The two above-noted disclosures, along with other teachings in the related art, are lacking the ability to enable a network 100 of perhaps thousands of heterogeneous devices 101-103 to exhibit increased or enhance performance (e.g., availability of system function) because the power and bandwidth consumed and/or functions performed by particular devices 101-103 are noted and controlled over the network medium 104. The present inventor has noted that prior art methods of system design cannot affect power/bandwidth management at a system level or at a device level without impact on performance. Power management, in addition, is only enabled at the device level, and in addition the power can only be managed in a few, discrete number of power states. It is furthermore noted again that most present day commercial and academic research on network level power management focuses on transport efficiency, synchronized transmission/reception times, and optimized routing protocols, as is exemplified by the teachings of U.S. Pat. No. 6,028,857, discussed above. These conventional design techniques do not consider the varied power, capability, and bandwidth models of devices 101-103 across the network 100, and there is moreover no mechanism in place for devices 101-103 to cooperate in order to achieve effective system-wide power/bandwidth/performance management.

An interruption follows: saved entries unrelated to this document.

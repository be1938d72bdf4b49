use anyhow::{anyhow, Context, Result};
use reqwest::multipart::{Form, Part};
use std::path::Path;

use crate::config::GraderConfig;

/// Uploads one engine output file to the adhoc (trec_eval) grader and
/// returns the raw HTML response body.
pub async fn submit_adhoc(
    client: &reqwest::Client,
    grader: &GraderConfig,
    hw_id: &str,
    output_path: &Path,
) -> Result<String> {
    // Field names must match the grader's HTML form
    let form = Form::new()
        .text("hwid", hw_id.to_string())
        .text("qrel", grader.adhoc_qrel.clone())
        .text("logtype", grader.logtype.form_value())
        .text("leaderboard", grader.leaderboard.form_value());

    post_run_file(client, &grader.adhoc_url, form, grader, output_path).await
}

/// Same contract against the diversity (ndeval) grader, which takes only
/// `qrel` and `hwid`.
pub async fn submit_diversity(
    client: &reqwest::Client,
    grader: &GraderConfig,
    hw_id: &str,
    output_path: &Path,
) -> Result<String> {
    let div = grader
        .diversity
        .as_ref()
        .ok_or_else(|| anyhow!("no diversity endpoint configured"))?;

    let form = Form::new()
        .text("qrel", div.qrel.clone())
        .text("hwid", hw_id.to_string());

    post_run_file(client, &div.url, form, grader, output_path).await
}

async fn post_run_file(
    client: &reqwest::Client,
    url: &str,
    form: Form,
    grader: &GraderConfig,
    output_path: &Path,
) -> Result<String> {
    // The preceding engine run was expected to create this file
    let bytes = tokio::fs::read(output_path)
        .await
        .with_context(|| format!("missing engine output {}", output_path.display()))?;

    let part = Part::bytes(bytes).file_name(output_path.display().to_string());
    let form = form.part("infile", part);

    let resp = client
        .post(url)
        .basic_auth(&grader.username, Some(&grader.password))
        .multipart(form)
        .send()
        .await
        .with_context(|| format!("POST {url} failed"))?;

    if !resp.status().is_success() {
        return Err(anyhow!("{} — {}", resp.status(), resp.text().await?));
    }
    Ok(resp.text().await?)
}
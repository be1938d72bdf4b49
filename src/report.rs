use anyhow::{Context, Result};
use csv::Writer;
use std::{collections::HashMap, fs::File, io::Write, path::Path};

use crate::extract::MetricRow;

/// Writes the transposed report: first record is the experiment ids, then
/// one record per metric with its value for every experiment in id order.
pub fn write_report(
    path: &Path,
    experiments: &[String],
    metrics: &[String],
    table: &HashMap<String, MetricRow>,
) -> Result<()> {
    let file = File::create(path)
        .with_context(|| format!("cannot create report {}", path.display()))?;
    render(file, experiments, metrics, table)
}

fn render<W: Write>(
    sink: W,
    experiments: &[String],
    metrics: &[String],
    table: &HashMap<String, MetricRow>,
) -> Result<()> {
    let mut wtr = Writer::from_writer(sink);
    wtr.write_record(experiments)?;

    for metric in metrics {
        let mut record = Vec::with_capacity(experiments.len());
        for id in experiments {
            let row = table
                .get(id)
                .with_context(|| format!("no results for experiment {id}"))?;
            // A missing metric means extraction went wrong upstream;
            // never substitute a default value.
            let value = row
                .get(metric)
                .with_context(|| format!("experiment {id} has no value for {metric}"))?;
            record.push(format!("{value:.4}"));
        }
        wtr.write_record(&record)?;
    }

    wtr.flush()?;
    Ok(())
}

#[cfg(test)]
mod tests {
    use super::*;

    fn ids() -> Vec<String> {
        vec!["1a".to_string(), "1b".to_string()]
    }

    fn table() -> HashMap<String, MetricRow> {
        let mut table = HashMap::new();
        for (id, p10, map) in [("1a", 0.1234567, 0.2), ("1b", 0.5, 0.25)] {
            let mut row = MetricRow::new();
            row.insert("P@10".to_string(), p10);
            row.insert("MAP".to_string(), map);
            table.insert(id.to_string(), row);
        }
        table
    }

    fn render_to_string(metrics: &[String]) -> Result<String> {
        let mut buf = Vec::new();
        render(&mut buf, &ids(), metrics, &table())?;
        Ok(String::from_utf8(buf).unwrap())
    }

    #[test]
    fn header_row_is_the_id_list_verbatim() {
        let out = render_to_string(&["P@10".to_string()]).unwrap();
        let header = out.lines().next().unwrap();
        assert_eq!(header.split(',').collect::<Vec<_>>(), ["1a", "1b"]);
    }

    #[test]
    fn values_round_to_four_decimals() {
        let out = render_to_string(&["P@10".to_string(), "MAP".to_string()]).unwrap();
        let lines: Vec<&str> = out.lines().collect();
        assert_eq!(lines, ["1a,1b", "0.1235,0.5000", "0.2000,0.2500"]);
    }

    #[test]
    fn missing_metric_is_an_error() {
        assert!(render_to_string(&["aNDCG@20".to_string()]).is_err());
    }

    #[test]
    fn missing_experiment_is_an_error() {
        let mut buf = Vec::new();
        let experiments = vec!["1a".to_string(), "9z".to_string()];
        let result = render(&mut buf, &experiments, &["P@10".to_string()], &table());
        assert!(result.is_err());
    }
}
//! OpenAPI documentation configuration
//!
//! Generates the OpenAPI 3 document served at `/api-docs/openapi.json`.

use axum::Json;
use utoipa::OpenApi;

use crate::handlers::HealthResponse;

/// Street View Image API - OpenAPI Documentation
#[derive(OpenApi)]
#[openapi(
    info(
        title = "Street View Image API",
        version = "0.1.0",
        description = r#"
## Street-level imagery by coordinate

Returns the Street View photo for a latitude/longitude pair.

- Images are cached for 1337 hours, keyed purely by coordinates
- A free metadata check runs before every billable image request
- Every request carries a version-4 UUID in `x-correlation-id`

### Error codes

| HTTP | `code` | Meaning |
|------|--------|---------|
| 400 | `INVALID_ARGUMENT` | Missing/invalid correlation id or malformed coordinates |
| 404 | `NOT_FOUND` | No imagery at these coordinates |
| 500 | `UNKNOWN` | Anything else; retry later |
"#,
        license(name = "MIT OR Apache-2.0")
    ),
    servers(
        (url = "http://localhost:4000", description = "Local development server")
    ),
    tags(
        (name = "Street View", description = "Street-level image retrieval"),
        (name = "Health", description = "Service health endpoint")
    ),
    paths(
        crate::handlers::health::health,
        crate::handlers::image::street_view_handler,
    ),
    components(schemas(HealthResponse))
)]
pub struct ApiDoc;

/// GET /api-docs/openapi.json
pub async fn openapi_json() -> Json<utoipa::openapi::OpenApi> {
    Json(ApiDoc::openapi())
}
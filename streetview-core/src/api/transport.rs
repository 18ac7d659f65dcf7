use std::time::Duration;

use async_trait::async_trait;
use reqwest::Client;
use thiserror::Error;
use url::Url;

#[derive(Debug, Clone, PartialEq, Eq)]
pub struct HttpResponse {
    pub status: u16,
    pub body: Vec<u8>,
}

impl HttpResponse {
    pub fn is_ok(&self) -> bool {
        self.status == 200
    }
}

/// Failure of a single HTTP attempt. Messages never include the request URL.
#[derive(Error, Debug, Clone, PartialEq, Eq)]
pub enum TransportError {
    #[error("request timed out after {0:?}")]
    Timeout(Duration),

    #[error("request failed: {0}")]
    Request(String),

    #[error("response status code: '{0}'")]
    UnexpectedStatus(u16),
}

/// Outbound HTTP GET with an absolute per-request timeout.
#[async_trait]
pub trait HttpTransport: Send + Sync {
    async fn get(&self, url: &Url, timeout: Duration) -> Result<HttpResponse, TransportError>;
}

pub struct ReqwestTransport {
    client: Client,
}

impl ReqwestTransport {
    pub fn new() -> Result<Self, TransportError> {
        let client = Client::builder()
            .build()
            .map_err(|e| TransportError::Request(format!("Failed to create HTTP client: {e}")))?;
        Ok(Self { client })
    }

    pub fn with_client(client: Client) -> Self {
        Self { client }
    }
}

#[async_trait]
impl HttpTransport for ReqwestTransport {
    async fn get(&self, url: &Url, timeout: Duration) -> Result<HttpResponse, TransportError> {
        let response = self
            .client
            .get(url.clone())
            .timeout(timeout)
            .send()
            .await
            .map_err(|e| request_error(e, timeout))?;

        let status = response.status().as_u16();
        let body = response
            .bytes()
            .await
            .map_err(|e| request_error(e, timeout))?;

        Ok(HttpResponse {
            status,
            body: body.to_vec(),
        })
    }
}

// reqwest errors carry the URL, which carries the API key
fn request_error(err: reqwest::Error, timeout: Duration) -> TransportError {
    if err.is_timeout() {
        TransportError::Timeout(timeout)
    } else {
        TransportError::Request(err.without_url().to_string())
    }
}
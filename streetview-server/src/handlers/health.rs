//! Health check handler

use axum::Json;
use serde::Serialize;
use utoipa::ToSchema;

/// Health check response
#[derive(Serialize, ToSchema)]
pub struct HealthResponse {
    /// Always "healthy" while the process serves requests
    pub status: &'static str,
    /// Server version from Cargo.toml
    pub version: &'static str,
    /// Service name
    pub service: &'static str,
}

/// GET /health - Health check endpoint
///
/// Used for monitoring and load balancer health checks. Does not probe the
/// cache store or the log backends: both are optional for serving.
#[utoipa::path(
    get,
    path = "/health",
    tag = "Health",
    responses((status = 200, description = "Service is up", body = HealthResponse))
)]
pub async fn health() -> Json<HealthResponse> {
    Json(HealthResponse {
        status: "healthy",
        version: env!("CARGO_PKG_VERSION"),
        service: "streetview-server",
    })
}
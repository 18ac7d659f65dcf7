//! Streetview Server - HTTP API for street-level imagery by coordinate
//!
//! - GET /v1/street-view - JPEG for a latitude/longitude pair
//! - GET /health - Health check
//! - GET /api-docs/openapi.json - OpenAPI document

use std::sync::Arc;

use streetview_core::{
    CachedImages, ConnectionFactory, ElasticsearchSink, FileSink, GetStreetViewImageHandler,
    LogBackend, LoggingChain, MemoryConnectionFactory, RedisConnectionFactory, ReqwestTransport,
    StreetViewClient,
};
use streetview_server::{create_router, AppState, CacheStore, Config};
use tokio::net::TcpListener;
use tracing_subscriber::EnvFilter;

#[tokio::main]
async fn main() -> Result<(), Box<dyn std::error::Error>> {
    tracing_subscriber::fmt()
        .with_env_filter(
            EnvFilter::try_from_default_env()
                .unwrap_or_else(|_| EnvFilter::new("streetview_server=info,streetview_core=info")),
        )
        .init();

    let config = Config::from_env()?;
    tracing::info!(?config, "Configuration loaded");

    let elasticsearch = ElasticsearchSink::new(config.elasticsearch.clone(), &config.env)?;
    let backup = FileSink::open(&config.backup_log_file, &config.env)?;
    tracing::info!(path = %backup.path().display(), "Backup log file opened");

    let logger = Arc::new(LoggingChain::new(vec![
        Arc::new(elasticsearch) as Arc<dyn LogBackend>,
        Arc::new(backup) as Arc<dyn LogBackend>,
    ]));

    let factory: Arc<dyn ConnectionFactory> = match config.cache_store {
        CacheStore::Redis => Arc::new(RedisConnectionFactory::new(config.redis.clone())),
        CacheStore::Memory => {
            tracing::warn!("Cache store: in-process memory, entries are lost on restart");
            Arc::new(MemoryConnectionFactory::new())
        }
    };
    let images = CachedImages::new(factory, Arc::clone(&logger));

    let client = StreetViewClient::new(
        config.streetview.clone(),
        Arc::new(ReqwestTransport::new()?),
        Arc::clone(&logger),
    );

    let handler =
        GetStreetViewImageHandler::new(Arc::new(images), Arc::new(client), Arc::clone(&logger));
    let app = create_router(AppState::new(handler, Arc::clone(&logger)));

    let addr = config.socket_addr();
    let listener = match config.retry.execute(|| TcpListener::bind(addr)).await {
        Ok(listener) => listener,
        Err(exhausted) => {
            logger
                .error(&format!("Unable to start server on {addr}: {exhausted}"))
                .await;
            return Err(exhausted.into());
        }
    };

    logger.info(&format!("Server listening on http://{addr}")).await;
    tracing::info!("Listening on http://{}", addr);

    axum::serve(listener, app)
        .with_graceful_shutdown(shutdown_signal())
        .await?;

    tracing::info!("Server stopped");
    Ok(())
}

async fn shutdown_signal() {
    if let Err(e) = tokio::signal::ctrl_c().await {
        tracing::warn!(error = %e, "Failed to listen for shutdown signal");
        std::future::pending::<()>().await;
    }
}
//! Hand-written doubles shared by the unit tests.

use std::collections::VecDeque;
use std::sync::atomic::{AtomicUsize, Ordering};
use std::sync::{Arc, Mutex};

use async_trait::async_trait;
use uuid::Uuid;

use crate::api::ImageSource;
use crate::error::{RetrievalError, Result};
use crate::logging::{Fields, LogBackend, LogError, LoggingChain, Severity};

/// Smallest prefix that sniffs as `image/jpeg`.
pub const JPEG_BYTES: &[u8] = &[
    0xFF, 0xD8, 0xFF, 0xE0, 0x00, 0x10, b'J', b'F', b'I', b'F', 0x00, 0x01,
];

pub const PNG_BYTES: &[u8] = b"\x89PNG\r\n\x1a\n\x00\x00\x00\x0dIHDR";

#[derive(Debug, Clone)]
pub struct RecordedLog {
    pub severity: Severity,
    pub message: String,
    pub fields: Fields,
}

/// Captures records in memory, or refuses every record when failing.
#[derive(Default)]
pub struct RecordingBackend {
    fail: bool,
    attempts: AtomicUsize,
    records: Mutex<Vec<RecordedLog>>,
    correlation_id: Mutex<Option<Uuid>>,
}

impl RecordingBackend {
    pub fn new() -> Self {
        Self::default()
    }

    pub fn failing() -> Self {
        Self {
            fail: true,
            ..Self::default()
        }
    }

    pub fn attempts(&self) -> usize {
        self.attempts.load(Ordering::SeqCst)
    }

    pub fn records(&self) -> Vec<RecordedLog> {
        self.records.lock().unwrap().clone()
    }

    pub fn records_at(&self, severity: Severity) -> Vec<RecordedLog> {
        self.records()
            .into_iter()
            .filter(|record| record.severity == severity)
            .collect()
    }

    pub fn correlation_id(&self) -> Option<Uuid> {
        *self.correlation_id.lock().unwrap()
    }
}

#[async_trait]
impl LogBackend for RecordingBackend {
    fn name(&self) -> &'static str {
        "recording"
    }

    async fn log(&self, severity: Severity, message: &str, fields: &Fields) -> std::result::Result<(), LogError> {
        self.attempts.fetch_add(1, Ordering::SeqCst);
        if self.fail {
            return Err(LogError::Unavailable("recording backend set to fail".into()));
        }

        self.records.lock().unwrap().push(RecordedLog {
            severity,
            message: message.to_string(),
            fields: fields.clone(),
        });
        Ok(())
    }

    fn update_correlation_id(&self, correlation_id: Uuid) {
        *self.correlation_id.lock().unwrap() = Some(correlation_id);
    }
}

/// A chain whose only backend records everything.
pub fn recording_chain() -> (Arc<RecordingBackend>, Arc<LoggingChain>) {
    let backend = Arc::new(RecordingBackend::new());
    let chain = LoggingChain::new(vec![Arc::clone(&backend) as Arc<dyn LogBackend>]);
    (backend, Arc::new(chain))
}

/// Replays scripted fetch outcomes in order, then keeps repeating the last.
pub struct StubSource {
    outcomes: Mutex<VecDeque<Result<Vec<u8>>>>,
    calls: AtomicUsize,
}

impl StubSource {
    pub fn new(outcomes: Vec<Result<Vec<u8>>>) -> Self {
        Self {
            outcomes: Mutex::new(outcomes.into()),
            calls: AtomicUsize::new(0),
        }
    }

    pub fn returning(bytes: &[u8]) -> Self {
        Self::new(vec![Ok(bytes.to_vec())])
    }

    pub fn failing(err: RetrievalError) -> Self {
        Self::new(vec![Err(err)])
    }

    pub fn calls(&self) -> usize {
        self.calls.load(Ordering::SeqCst)
    }
}

#[async_trait]
impl ImageSource for StubSource {
    async fn fetch(&self, _latitude: f64, _longitude: f64) -> Result<Vec<u8>> {
        self.calls.fetch_add(1, Ordering::SeqCst);
        let mut outcomes = self.outcomes.lock().unwrap();
        if outcomes.len() > 1 {
            return outcomes.pop_front().unwrap();
        }
        outcomes
            .front()
            .cloned()
            .unwrap_or_else(|| Err(RetrievalError::application("no scripted outcome")))
    }
}
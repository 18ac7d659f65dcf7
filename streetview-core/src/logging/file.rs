use std::fs::{File, OpenOptions};
use std::io::Write;
use std::path::{Path, PathBuf};
use std::sync::Mutex;

use async_trait::async_trait;
use uuid::Uuid;

use super::{Fields, LogBackend, LogError, LogRecord, RequiredFields, Severity};

/// Written when the file is opened; also proves the file is writable.
const HEADER_LINE: &str = "[Backup log file for when Elasticsearch writing fails]\n\n";

/// Local append-only fallback sink. One JSON record per line, flushed on
/// every call so nothing is lost if the process dies.
pub struct FileSink {
    path: PathBuf,
    file: Mutex<File>,
    required: RequiredFields,
}

impl FileSink {
    /// Open (or create) the backup file. This is the only fallible step.
    pub fn open(path: impl AsRef<Path>, env: impl Into<String>) -> Result<Self, LogError> {
        let path = path.as_ref().to_path_buf();
        let mut file = OpenOptions::new().create(true).append(true).open(&path)?;
        file.write_all(HEADER_LINE.as_bytes())?;
        file.flush()?;

        Ok(Self {
            path,
            file: Mutex::new(file),
            required: RequiredFields::new(env),
        })
    }

    pub fn path(&self) -> &Path {
        &self.path
    }
}

#[async_trait]
impl LogBackend for FileSink {
    fn name(&self) -> &'static str {
        "file"
    }

    async fn log(&self, severity: Severity, message: &str, fields: &Fields) -> Result<(), LogError> {
        let record = LogRecord::new(severity, message, self.required.merge(fields));
        let line = serde_json::to_string(&record).map_err(|e| LogError::Write(e.to_string()))?;

        let mut file = self
            .file
            .lock()
            .map_err(|_| LogError::Write("backup log file lock poisoned".into()))?;
        writeln!(file, "{line}").map_err(|e| LogError::Write(e.to_string()))?;
        file.flush().map_err(|e| LogError::Write(e.to_string()))
    }

    fn update_correlation_id(&self, correlation_id: Uuid) {
        self.required.set_correlation_id(correlation_id);
    }
}
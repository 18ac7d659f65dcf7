use thiserror::Error;

/// Stable codes carried by caller-facing errors. The protocol mapper keys on these.
pub mod codes {
    pub const EMPTY_CORRELATION_ID: &str = "EmptyCorrelationId";
    pub const INVALID_CORRELATION_ID: &str = "InvalidCorrelationId";
    pub const INVALID_LOCATION: &str = "InvalidLocation";
}

/// Caller-safe messages paired with [`codes`].
pub mod messages {
    pub const EMPTY_CORRELATION_ID: &str =
        "invalid correlation id provided, it must not be empty nor a blank string";
    pub const INVALID_CORRELATION_ID: &str =
        "invalid non-version-4 uuid provided, example v4 format: acca4678-fbbd-43b9-9d8a-83f8794935cb";
    pub const INVALID_LOCATION: &str =
        "invalid location provided: the coordinates do not correspond to a valid street view image";
}

/// Every failure leaving the retrieval pipeline is exactly one of these.
#[derive(Error, Debug, Clone, PartialEq, Eq)]
pub enum RetrievalError {
    /// Caused by the caller's input. Safe to show externally.
    #[error("{message}")]
    User { code: String, message: String },

    /// Operational failure. Logged, never shown verbatim.
    #[error("{0}")]
    Application(String),
}

impl RetrievalError {
    pub fn user(code: impl Into<String>, message: impl Into<String>) -> Self {
        Self::User {
            code: code.into(),
            message: message.into(),
        }
    }

    pub fn application(message: impl Into<String>) -> Self {
        Self::Application(message.into())
    }

    /// The stable code, present only on caller-facing errors.
    pub fn code(&self) -> Option<&str> {
        match self {
            Self::User { code, .. } => Some(code),
            Self::Application(_) => None,
        }
    }

    pub fn is_user_error(&self) -> bool {
        matches!(self, Self::User { .. })
    }
}

pub type Result<T> = std::result::Result<T, RetrievalError>;
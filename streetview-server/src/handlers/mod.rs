//! HTTP request handlers

pub mod health;
pub mod image;

pub use crate::state::AppState;
pub use health::{health, HealthResponse};
pub use image::{street_view_handler, StreetViewQuery, CORRELATION_ID_HEADER};
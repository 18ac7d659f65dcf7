//! Streetview Core - resilient Street View image retrieval
//!
//! This crate answers "give me the street-level photo for this coordinate"
//! while keeping paid imagery API calls to a minimum and surviving outages of
//! both the imagery API and the observability backend.
//!
//! # Features
//!
//! - Cache-aside repository keyed purely by coordinates (Redis or in-memory)
//! - Metadata probe before every billable image request
//! - Fixed-delay retry that reports every attempt's failure on exhaustion
//! - Magic-byte validation: only `image/jpeg` payloads become an [`Image`]
//! - Logging chain falling back from Elasticsearch to a local file
//! - Two-kind error taxonomy mapped to a stable outward status
//!
//! # Example
//!
//! ```no_run
//! use std::sync::Arc;
//! use streetview_core::{
//!     CachedImages, ErrorMapper, FileSink, GetStreetViewImageHandler, LogBackend, LoggingChain,
//!     MemoryConnectionFactory, ReqwestTransport, StreetViewApiConfig, StreetViewClient,
//! };
//!
//! # async fn example() -> Result<(), Box<dyn std::error::Error>> {
//! let file = FileSink::open("/tmp/streetview_backup.log", "dev")?;
//! let logger = Arc::new(LoggingChain::new(vec![Arc::new(file) as Arc<dyn LogBackend>]));
//!
//! let images = CachedImages::new(Arc::new(MemoryConnectionFactory::new()), Arc::clone(&logger));
//! let client = StreetViewClient::new(
//!     StreetViewApiConfig::default(),
//!     Arc::new(ReqwestTransport::new()?),
//!     Arc::clone(&logger),
//! );
//! let handler = GetStreetViewImageHandler::new(Arc::new(images), Arc::new(client), Arc::clone(&logger));
//!
//! let result = handler.handle(51.507351, -0.127758).await;
//! let status = ErrorMapper::new(logger)
//!     .map_to_transport_error(result.as_ref().err())
//!     .await;
//! println!("{}: {}", status.code, status.message);
//! # Ok(())
//! # }
//! ```

pub mod api;
pub mod cache;
pub mod error;
pub mod handler;
pub mod image;
pub mod logging;
pub mod mapper;
pub mod retry;

#[cfg(test)]
pub(crate) mod test_support;

// Re-export main types for convenience
pub use api::{
    redact, HttpResponse, HttpTransport, ImageSource, ReqwestTransport, StreetViewApiConfig,
    StreetViewClient, TransportError,
};
pub use cache::{
    CachedImages, ConnectionFactory, MemoryConnectionFactory, RedisConfig, RedisConnectionFactory,
    StoreConnection, StoreError, StreetViewImages, CACHE_TTL,
};
pub use error::{codes, messages, Result, RetrievalError};
pub use handler::GetStreetViewImageHandler;
pub use self::image::{Image, ImageIdentity, ValidationError};
pub use logging::{
    with_correlation_id, ElasticsearchConfig, ElasticsearchSink, Fields, FileSink, LogBackend,
    LogError, LoggingChain, Severity,
};
pub use mapper::{ErrorMapper, TransportCode, TransportStatus};
pub use retry::{RetryExhausted, RetryPolicy};
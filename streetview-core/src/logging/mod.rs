//! Application logging with ordered fallback.
//!
//! Records go to the first backend that accepts them: the search-indexed
//! remote sink when it is reachable, the local backup file otherwise. If every
//! backend refuses, [`LoggingChain`] emits the record as a `tracing` event so
//! it still reaches the process output.
//!
//! Each record carries the required fields (`env`, `correlation_id`) merged
//! under any per-call fields.

mod chain;
mod elasticsearch;
mod file;

use std::future::Future;
use std::sync::{PoisonError, RwLock};

use async_trait::async_trait;
use chrono::{DateTime, Utc};
use serde::Serialize;
use thiserror::Error;
use uuid::Uuid;

pub use chain::LoggingChain;
pub use elasticsearch::{ElasticsearchConfig, ElasticsearchSink};
pub use file::FileSink;

/// Optional structured fields attached to a single record.
pub type Fields = serde_json::Map<String, serde_json::Value>;

/// Build [`Fields`] from literal key/value pairs.
pub fn fields<const N: usize>(pairs: [(&str, serde_json::Value); N]) -> Fields {
    pairs
        .into_iter()
        .map(|(key, value)| (key.to_string(), value))
        .collect()
}

#[derive(Debug, Clone, Copy, PartialEq, Eq, Serialize)]
#[serde(rename_all = "lowercase")]
pub enum Severity {
    Debug,
    Info,
    Warning,
    Error,
}

impl std::fmt::Display for Severity {
    fn fmt(&self, f: &mut std::fmt::Formatter<'_>) -> std::fmt::Result {
        let name = match self {
            Self::Debug => "debug",
            Self::Info => "info",
            Self::Warning => "warning",
            Self::Error => "error",
        };
        f.write_str(name)
    }
}

#[derive(Error, Debug)]
pub enum LogError {
    #[error("log sink unavailable: {0}")]
    Unavailable(String),

    #[error("failed to write log record: {0}")]
    Write(String),

    #[error("failed to open backup log file: {0}")]
    Open(#[from] std::io::Error),
}

/// A single logging destination. Failure means "try the next one".
#[async_trait]
pub trait LogBackend: Send + Sync {
    /// Short name used in diagnostics when this backend is skipped.
    fn name(&self) -> &'static str;

    async fn log(&self, severity: Severity, message: &str, fields: &Fields) -> Result<(), LogError>;

    /// Replace the correlation id injected into every later record.
    fn update_correlation_id(&self, correlation_id: Uuid);

    async fn debug(&self, message: &str, fields: &Fields) -> Result<(), LogError> {
        self.log(Severity::Debug, message, fields).await
    }

    async fn info(&self, message: &str, fields: &Fields) -> Result<(), LogError> {
        self.log(Severity::Info, message, fields).await
    }

    async fn warning(&self, message: &str, fields: &Fields) -> Result<(), LogError> {
        self.log(Severity::Warning, message, fields).await
    }

    async fn error(&self, message: &str, fields: &Fields) -> Result<(), LogError> {
        self.log(Severity::Error, message, fields).await
    }
}

tokio::task_local! {
    static REQUEST_CORRELATION_ID: Uuid;
}

/// Run `future` with `correlation_id` attached to every record it logs.
///
/// Scoped ids win over the backend-wide id, so concurrent requests never see
/// each other's id.
pub async fn with_correlation_id<F: Future>(correlation_id: Uuid, future: F) -> F::Output {
    REQUEST_CORRELATION_ID.scope(correlation_id, future).await
}

/// Fields present on every record a backend writes.
#[derive(Debug)]
pub struct RequiredFields {
    env: String,
    correlation_id: RwLock<Uuid>,
}

impl RequiredFields {
    /// The initial correlation id is random until a caller replaces it.
    pub fn new(env: impl Into<String>) -> Self {
        Self {
            env: env.into(),
            correlation_id: RwLock::new(Uuid::new_v4()),
        }
    }

    pub fn env(&self) -> &str {
        &self.env
    }

    pub fn set_correlation_id(&self, correlation_id: Uuid) {
        *self
            .correlation_id
            .write()
            .unwrap_or_else(PoisonError::into_inner) = correlation_id;
    }

    pub fn correlation_id(&self) -> Uuid {
        REQUEST_CORRELATION_ID
            .try_with(|id| *id)
            .unwrap_or_else(|_| *self.correlation_id.read().unwrap_or_else(PoisonError::into_inner))
    }

    /// Required fields as the base, per-call fields layered on top.
    pub fn merge(&self, fields: &Fields) -> Fields {
        let mut merged = Fields::new();
        merged.insert("env".into(), self.env.clone().into());
        merged.insert(
            "correlation_id".into(),
            self.correlation_id().to_string().into(),
        );
        for (key, value) in fields {
            merged.insert(key.clone(), value.clone());
        }
        merged
    }
}

/// The serialized shape shared by every sink.
#[derive(Debug, Serialize)]
pub struct LogRecord<'a> {
    #[serde(rename = "@timestamp")]
    pub timestamp: DateTime<Utc>,
    pub level: Severity,
    pub message: &'a str,
    #[serde(flatten)]
    pub fields: Fields,
}

impl<'a> LogRecord<'a> {
    pub fn new(severity: Severity, message: &'a str, fields: Fields) -> Self {
        Self {
            timestamp: Utc::now(),
            level: severity,
            message,
            fields,
        }
    }
}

The present invention overcomes the above noted problems in the art, and others, but providing a complete, dynamic, system-wide power/bandwidth management solution. As noted above, present day power management techniques are based on discrete devices having a limited number of discrete power “states” and bandwidth management is accomplished by reduction in data integrity via reduced transmissions, static protocol header compression techniques, or decreasing the number of total data bits transmitted over the network. In addition, in many low-power/low data rate (LP/LDR) networks, the configuration of devices 101-103 on the network is dynamic, so that the overall power and bandwidth profiles of the network 100 may undergo significant changes due to changes in number and type of devices 101-103, ambient node conditions (e.g., weather, time of day), and other ephermal constraints (e.g., electromagnetic environment). Thus, the present inventor has noted the need to determine and manage the operating profile of present day LP/LDR networks to an extent that has not been heretofore provided for.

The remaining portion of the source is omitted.